Antibiotics cause CDI and reduce the diversity and overall size of the microbiome.14 We did not find a reduction in fecal microbial diversity after PPIs, but loss of diversity may represent an epiphenomenon that often accompanies the key changes within specific taxa that are permissive for CDI. One prior human study found a small but statistically significant reduction in total bacterial operational taxonomic units (OTUs) after PPIs, but did not identify changes in Shannon diversity or within specific bacterial taxa.15 In contrast, we did not find changes in OTU counts after PPIs (p=.12). In conclusion, 4 weeks of high-dose PPIs did not change fecal microbial diversity beyond baseline variability but significantly affected certain taxa including Streptococcaceae and Enterococcaceae. PPIs may increase risk for CDI by altering crucial taxa involved in colonization resistance to C. difficile.

Supplementary Material

Acknowledgments

Grant support: DEF was funded by the National Center for Advancing Translational Sciences (NIH KL2 TR000081). HHW was funded by the NIH Director’s Early Independence Award (1DP5OD009172-02) and the National Science Foundation CAREER Award (MCB-1453219). SPC was funded by the Columbia University’s Medical Scientist Training Program.

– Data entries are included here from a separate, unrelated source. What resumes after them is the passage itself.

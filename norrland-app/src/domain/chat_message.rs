use serde::Serialize;

#[derive(Debug, Clone, Copy, PartialEq, Eq, Serialize)]
#[serde(rename_all = "lowercase")]
pub enum Role {
    System,
    User,
}

#[derive(Debug, Clone, PartialEq, Eq, Serialize)]
pub struct ChatMessage {
    pub role: Role,
    pub content: Option<String>,
}

impl ChatMessage {
    pub fn system(content: impl Into<String>) -> Self {
        Self {
            role: Role::System,
            content: Some(content.into()),
        }
    }

    pub fn user(content: Option<String>) -> Self {
        Self {
            role: Role::User,
            content,
        }
    }
}

/// What gets sent to the chat-completion deployment for one invocation.
#[derive(Debug, Clone, PartialEq, Eq)]
pub struct ChatCompletionPayload {
    pub deployment: String,
    pub messages: Vec<ChatMessage>,
}

impl ChatCompletionPayload {
    pub fn new(deployment: String, messages: Vec<ChatMessage>) -> Self {
        Self {
            deployment,
            messages,
        }
    }
}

The authors thank Justin Cross for assistance in measuring primary and secondary fecal bile acid levels.

Abbreviations

CDI

Clostridium difficile infection

GI

gastrointestinal

PPIs

proton pump inhibitors

Footnotes

Author contributions: DEF and JAA were involved in all aspects of the study. NCT was involved in acquisition, analysis, and interpretation of data, and revision of the manuscript. SPC and SW were involved in acquisition of the data and revision of the manuscript. AJR was involved in acquisition and analysis of the data and revision of the manuscript. TCW was involved in study concept, interpretation of the data, and revision of the manuscript. HHW was involved in study concept, acquisition, analysis, and interpretation of data, and revision of the manuscript.

Disclosures: We have no relevant conflicts to disclose. The funding agencies had no role in the study design; the collection, analysis, or interpretation of the data; the writing of the article; or the decision to submit it for publication.